I know a little about sk from people that I know. I have never been hunting in Canada and was wondering what people thought about the west side of Manitoba. I've heard really good thing lately. Any thought would help cause I'm trying to plan a couple trip next year. Thoughts on zelana area and north of there since I want to shoot canadians, s&b and mallards. Also, this will be a freelance hunt so im looking for an area free on leased up lands as far as u can see.


----------



## nickle ditch (Aug 26, 2002)

Please don't shoot Canadians.


----------



## Powder (Sep 9, 2003)

No internet scouting. Oh wait, your talking about Canada so therefore it's permitted.


----------



## bluebill25 (Mar 29, 2006)

Sorry it seemed to come off as Internet scouting. I was just wondering if Manitoba is locked up by outfitters or if a guy could get up by the big lakes and freelance.
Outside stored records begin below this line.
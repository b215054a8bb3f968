//! Visual events emitted to the rendering layer.
//!
//! Every state change of an animation run becomes one [`VisualEvent`]. The
//! renderer consumes them in `(time, seq)` order, either by subscribing a
//! listener or by draining the orchestrator's buffer.

use serde::{Deserialize, Serialize};

use crate::token::Token;
use crate::types::{ComponentId, Millis, Point, TokenId};
use crate::wire::PipelineStage;

/// A timed instruction for the renderer.
#[derive(Clone, Debug, PartialEq, Serialize, Deserialize)]
pub struct VisualEvent {
    /// Virtual time at which the event happens
    pub time: Millis,
    /// Emission order, unique within one orchestrator
    pub seq: u64,
    pub payload: EventPayload,
}

impl VisualEvent {
    /// Creates a new event.
    pub fn new(time: Millis, seq: u64, payload: EventPayload) -> Self {
        Self { time, seq, payload }
    }

    /// Returns the id of the token this event is about, if any.
    pub fn token_id(&self) -> Option<&str> {
        match &self.payload {
            EventPayload::TokenCreated { token }
            | EventPayload::TokenTransformed { token, .. }
            | EventPayload::TokensMerged { result: token, .. } => Some(token.id.as_str()),
            EventPayload::TokenMoved { token_id, .. } | EventPayload::TokenDestroyed { token_id } => {
                Some(token_id.as_str())
            }
            _ => None,
        }
    }

    /// True for the events that end a run.
    pub fn is_terminal(&self) -> bool {
        matches!(
            self.payload,
            EventPayload::FlowCompleted { .. } | EventPayload::AnimationAborted { .. }
        )
    }
}

/// Why a component lights up.
#[derive(Clone, Copy, Debug, PartialEq, Eq, Hash, Serialize, Deserialize)]
#[serde(rename_all = "snake_case")]
pub enum HighlightKind {
    /// A token arrived.
    Receive,
    /// A token was split into several.
    Split,
    /// A token changed in place.
    Transform,
    /// Several tokens were combined.
    Merge,
}

/// The payload of a visual event.
#[derive(Clone, Debug, PartialEq, Serialize, Deserialize)]
#[serde(tag = "type", rename_all = "snake_case")]
pub enum EventPayload {
    StageStarted {
        index: usize,
        name: String,
        kind: PipelineStage,
        /// Scaled duration
        duration: Millis,
    },
    StageCompleted {
        index: usize,
        name: String,
    },
    TokenCreated {
        token: Token,
    },
    /// A token starts travelling along `path`; it arrives `duration` later.
    TokenMoved {
        token_id: TokenId,
        connection: String,
        path: Vec<Point>,
        duration: Millis,
    },
    TokenTransformed {
        source_id: TokenId,
        token: Token,
    },
    TokensMerged {
        sources: Vec<TokenId>,
        result: Token,
    },
    TokenDestroyed {
        token_id: TokenId,
    },
    ComponentHighlighted {
        component: ComponentId,
        kind: HighlightKind,
        duration: Millis,
    },
    WireHighlighted {
        connection: String,
        duration: Millis,
    },
    /// The run finished normally and the CPU was stepped.
    FlowCompleted {
        flow: String,
    },
    /// The watchdog stopped a run that did not finish in time.
    AnimationAborted {
        flow: String,
        reason: String,
    },
}

/// Receives events as they are emitted.
pub trait EventListener: Send {
    fn on_event(&mut self, event: &VisualEvent);
}

impl<F> EventListener for F
where
    F: FnMut(&VisualEvent) + Send,
{
    fn on_event(&mut self, event: &VisualEvent) {
        self(event)
    }
}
Want to go up there for 7 days and hunt for geese and mallards. If u want to help pm me. U guys should be happy this is going to keep me out of ND. Just want to try something new.


----------



## BigT (Feb 19, 2008)

Carefull shooting Canadians, the Mounties get a little angry when that happens, not to mention the tremendous downer for the Canadians. Remember you can only shoot them with lead on private land, not public...


----------



## deacon (Sep 12, 2003)

bluebill, have been researching myself, very hard to find any information. Sk is normally more renown than Man. however both offer good opportunities. Let me know if you find anything out, definitely want to get back to Canada myself again some day.


----------



## michigandakotan (Jan 21, 2009)

just give it a whirl, its more fun and rewarding doing it yourself. otherwise book it through a guide.


----------



## PJ (Oct 1, 2002)

Man. will have more ducks IMO.


----------



## Traxion (Apr 16, 2004)

E Manitoba should give you a great shot at S&B's, Canadas, and the best shot of ducks.


----------



## bluebill25 (Mar 29, 2006)

I would think that the western side would be the best to find numbers of s&b's but I've never been there. I kinda figured that the eastern part would be better for giants. I guess what I'm looking for is a spot with mallards and snows and also just enough canadas around to hunt if the snows give us the finger. I though the western part might be it but I could be wrong.


----------



## Prairie Dweller (Jul 4, 2009)

Glad you're not coming here. Have fun in Canada. Try around Oak Hammock!


----------



## Traxion (Apr 16, 2004)

I mistyped. W Manitoba was what I meant. E side better for Canadas. E Sask of W Manitoba sounds like the ticket for what you're looking for.


----------



## mach (Aug 29, 2005)

The East Central part of Sask is great for snows and Lessors and the border of Sask and Manitoba is hot for Canadas and as you approach the Lakes ducks are great. The specks are in Central Sask
I think there are more big outfitters in Manitoba and Sask has many wannabee local spotters for cash


----------



## steveandzoom (Sep 8, 2004)

You cannot expect many serious answers on this board as you can see. What is up with that? I have hunted in Saskatchewan and Manitoba, but is has been a few years and I hunted only for ducks and sharptails. Both Provinces are comparable, but I found generally larger sloughs in Manitoba. Access to water was easy and permission was granted without exception. I used a licensed guide that was referred to me by some friends. We always scheduled our trip for the second week of October.


----------